WHAT THIS TASK INVOLVES — Go through the data below. Pull out every line that has the word "classification".

==============================

impl Tally {
    #[must_use]
    pub fn ambiguous(&self) -> usize {
        self.studies
            .iter()
            .filter(|s| s.classification.is_ambiguous())
            .count()
    }

    #[must_use]
    pub fn mismatches(&self) -> usize {
        self.studies
            .iter()
            .filter(|s| s.classification.is_mismatch())
            .count()
    }

    /// Color to timestamp-derived bucket, for rows carrying both signals.
    ///
    /// Colors observed with conflicting buckets in the same cycle are left out.
    #[must_use]
    pub fn observed_color_buckets(&self) -> BTreeMap<String, Bucket> {
        let mut seen: BTreeMap<String, Option<Bucket>> = BTreeMap::new();
        for study in &self.studies {
            if study.classification.basis != Basis::Timestamp {
                continue;
            }
            let Some(color) = study.record.color.as_deref().and_then(normalize_color) else {
                continue;
            };
            let bucket = study.classification.bucket;
            seen.entry(color)
                .and_modify(|existing| {
                    if *existing != Some(bucket) {
                        *existing = None;
                    }
                })
                .or_insert(Some(bucket));
        }
        seen.into_iter()
            .filter_map(|(color, bucket)| bucket.map(|b| (color, b)))
            .collect()
    }
}

/// Classify every record and count the CT/MR ones.
///
/// Pure over its inputs: the same records, map and `now` give the same tally.
#[must_use]
pub fn tally(records: &[StudyRecord], now: DateTime<Utc>, color_map: &ColorMap) -> Tally {
    let mut result = Tally::default();

    for record in records {
        let classification = classify(record, now, color_map);

        if classification.is_ambiguous() {
            tracing::debug!(
                identifier = %record.identifier,
                color = ?record.color,
                "Study has no timestamp and no mapped color"
            );
        } else if classification.is_mismatch() {
            tracing::debug!(
                identifier = %record.identifier,
                color = ?record.color,
                timestamp_bucket = %classification.bucket,
                color_bucket = ?classification.color_bucket,
                "Row color disagrees with timestamp"
            );
        }

        if matches!(record.modality, Modality::Ct | Modality::Mr) {
            result.counts.add(classification.bucket);
        }

        result.studies.push(ClassifiedStudy {
            record: record.clone(),
            classification,
        });
    }

    result
}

==============================

OUTPUT —
            .filter(|s| s.classification.is_ambiguous())
            .filter(|s| s.classification.is_mismatch())
            if study.classification.basis != Basis::Timestamp {
            let bucket = study.classification.bucket;
        let classification = classify(record, now, color_map);
        if classification.is_ambiguous() {
        } else if classification.is_mismatch() {
                timestamp_bucket = %classification.bucket,
                color_bucket = ?classification.color_bucket,
            result.counts.add(classification.bucket);
            classification,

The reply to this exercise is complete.